Exercise objective = Your response should consist of the full data, set down exactly.

Listed entries START

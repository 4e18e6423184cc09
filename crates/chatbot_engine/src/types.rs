use std::fmt;

pub type RequestId = u64;

/// One outbound question, optionally carrying a PDF to upload.
#[derive(Debug, Clone, PartialEq, Eq)]
pub struct ChatRequest {
    pub question: String,
    pub attachment: Option<FilePayload>,
}

#[derive(Debug, Clone, PartialEq, Eq)]
pub struct FilePayload {
    pub filename: String,
    pub mime: String,
    pub bytes: Vec<u8>,
}

#[derive(Debug, Clone, PartialEq, Eq)]
pub enum EngineEvent {
    RequestCompleted {
        request_id: RequestId,
        result: Result<String, BackendError>,
    },
}

#[derive(Debug, Clone, PartialEq, Eq, thiserror::Error)]
#[error("{kind}: {message}")]
pub struct BackendError {
    pub kind: FailureKind,
    pub message: String,
}

impl BackendError {
    pub(crate) fn new(kind: FailureKind, message: impl Into<String>) -> Self {
        Self {
            kind,
            message: message.into(),
        }
    }
}

#[derive(Debug, Clone, Copy, PartialEq, Eq)]
pub enum FailureKind {
    /// The request never reached the server.
    Network,
    /// The transport-level timeout expired.
    Timeout,
    /// The backend reported an exhausted quota (429 or quota wording).
    QuotaExceeded,
    /// The backend rejected the service credentials (401/403 or key wording).
    InvalidCredentials,
    /// 5xx from the backend.
    Server(u16),
    /// Any other non-success status.
    HttpStatus(u16),
    /// The request could not be built (bad attachment MIME type).
    InvalidRequest,
    /// A success response that did not decode as `{"response": ...}`.
    InvalidResponse,
    /// The request was aborted before completing.
    Cancelled,
}

impl fmt::Display for FailureKind {
    fn fmt(&self, f: &mut fmt::Formatter<'_>) -> fmt::Result {
        match self {
            FailureKind::Network => write!(f, "network error"),
            FailureKind::Timeout => write!(f, "timeout"),
            FailureKind::QuotaExceeded => write!(f, "quota exceeded"),
            FailureKind::InvalidCredentials => write!(f, "invalid credentials"),
            FailureKind::Server(code) => write!(f, "server error {code}"),
            FailureKind::HttpStatus(code) => write!(f, "http status {code}"),
            FailureKind::InvalidRequest => write!(f, "invalid request"),
            FailureKind::InvalidResponse => write!(f, "invalid response body"),
            FailureKind::Cancelled => write!(f, "cancelled"),
        }
    }
}
mod app;
mod effects;
mod tui;
mod ui;

use anyhow::Result;
use chatbot_engine::{BackendSettings, BASE_URL_ENV};
use clap::{Parser, ValueEnum};

#[derive(Parser)]
#[command(name = "chatbot-nicsp")]
#[command(about = "Terminal chat client for the NICSP question-answering backend")]
struct Cli {
    /// Backend base URL; defaults to the local backend.
    #[arg(long, env = BASE_URL_ENV)]
    backend_url: Option<String>,

    /// Where to write logs.
    #[arg(long, value_enum, default_value = "file")]
    log: LogArg,
}

#[derive(Debug, Clone, Copy, ValueEnum)]
enum LogArg {
    File,
    Terminal,
    Both,
    Off,
}

impl From<LogArg> for chat_logging::LogDestination {
    fn from(arg: LogArg) -> Self {
        match arg {
            LogArg::File => chat_logging::LogDestination::File,
            LogArg::Terminal => chat_logging::LogDestination::Terminal,
            LogArg::Both => chat_logging::LogDestination::Both,
            LogArg::Off => chat_logging::LogDestination::Off,
        }
    }
}

fn main() -> Result<()> {
    let cli = Cli::parse();
    chat_logging::initialize(cli.log.into());

    let settings = match cli.backend_url {
        Some(url) => BackendSettings::with_base_url(url),
        None => BackendSettings::from_env(),
    };
    app::run(settings)
}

Listed entries END

Task solution =
repository 4e18e6423184cc09
filename crates/chatbot_engine/src/types.rs
use std::fmt;

pub type RequestId = u64;

/// One outbound question, optionally carrying a PDF to upload.
#[derive(Debug, Clone, PartialEq, Eq)]
pub struct ChatRequest {
    pub question: String,
    pub attachment: Option<FilePayload>,
}

#[derive(Debug, Clone, PartialEq, Eq)]
pub struct FilePayload {
    pub filename: String,
    pub mime: String,
    pub bytes: Vec<u8>,
}

#[derive(Debug, Clone, PartialEq, Eq)]
pub enum EngineEvent {
    RequestCompleted {
        request_id: RequestId,
        result: Result<String, BackendError>,
    },
}

#[derive(Debug, Clone, PartialEq, Eq, thiserror::Error)]
#[error("{kind}: {message}")]
pub struct BackendError {
    pub kind: FailureKind,
    pub message: String,
}

impl BackendError {
    pub(crate) fn new(kind: FailureKind, message: impl Into<String>) -> Self {
        Self {
            kind,
            message: message.into(),
        }
    }
}

#[derive(Debug, Clone, Copy, PartialEq, Eq)]
pub enum FailureKind {
    /// The request never reached the server.
    Network,
    /// The transport-level timeout expired.
    Timeout,
    /// The backend reported an exhausted quota (429 or quota wording).
    QuotaExceeded,
    /// The backend rejected the service credentials (401/403 or key wording).
    InvalidCredentials,
    /// 5xx from the backend.
    Server(u16),
    /// Any other non-success status.
    HttpStatus(u16),
    /// The request could not be built (bad attachment MIME type).
    InvalidRequest,
    /// A success response that did not decode as `{"response": ...}`.
    InvalidResponse,
    /// The request was aborted before completing.
    Cancelled,
}

impl fmt::Display for FailureKind {
    fn fmt(&self, f: &mut fmt::Formatter<'_>) -> fmt::Result {
        match self {
            FailureKind::Network => write!(f, "network error"),
            FailureKind::Timeout => write!(f, "timeout"),
            FailureKind::QuotaExceeded => write!(f, "quota exceeded"),
            FailureKind::InvalidCredentials => write!(f, "invalid credentials"),
            FailureKind::Server(code) => write!(f, "server error {code}"),
            FailureKind::HttpStatus(code) => write!(f, "http status {code}"),
            FailureKind::InvalidRequest => write!(f, "invalid request"),
            FailureKind::InvalidResponse => write!(f, "invalid response body"),
            FailureKind::Cancelled => write!(f, "cancelled"),
        }
    }
}
mod app;
mod effects;
mod tui;
mod ui;

use anyhow::Result;
use chatbot_engine::{BackendSettings, BASE_URL_ENV};
use clap::{Parser, ValueEnum};

#[derive(Parser)]
#[command(name = "chatbot-nicsp")]
#[command(about = "Terminal chat client for the NICSP question-answering backend")]
struct Cli {
    /// Backend base URL; defaults to the local backend.
    #[arg(long, env = BASE_URL_ENV)]
    backend_url: Option<String>,

    /// Where to write logs.
    #[arg(long, value_enum, default_value = "file")]
    log: LogArg,
}

#[derive(Debug, Clone, Copy, ValueEnum)]
enum LogArg {
    File,
    Terminal,
    Both,
    Off,
}

impl From<LogArg> for chat_logging::LogDestination {
    fn from(arg: LogArg) -> Self {
        match arg {
            LogArg::File => chat_logging::LogDestination::File,
            LogArg::Terminal => chat_logging::LogDestination::Terminal,
            LogArg::Both => chat_logging::LogDestination::Both,
            LogArg::Off => chat_logging::LogDestination::Off,
        }
    }
}

fn main() -> Result<()> {
    let cli = Cli::parse();
    chat_logging::initialize(cli.log.into());

    let settings = match cli.backend_url {
        Some(url) => BackendSettings::with_base_url(url),
        None => BackendSettings::from_env(),
    };
    app::run(settings)
}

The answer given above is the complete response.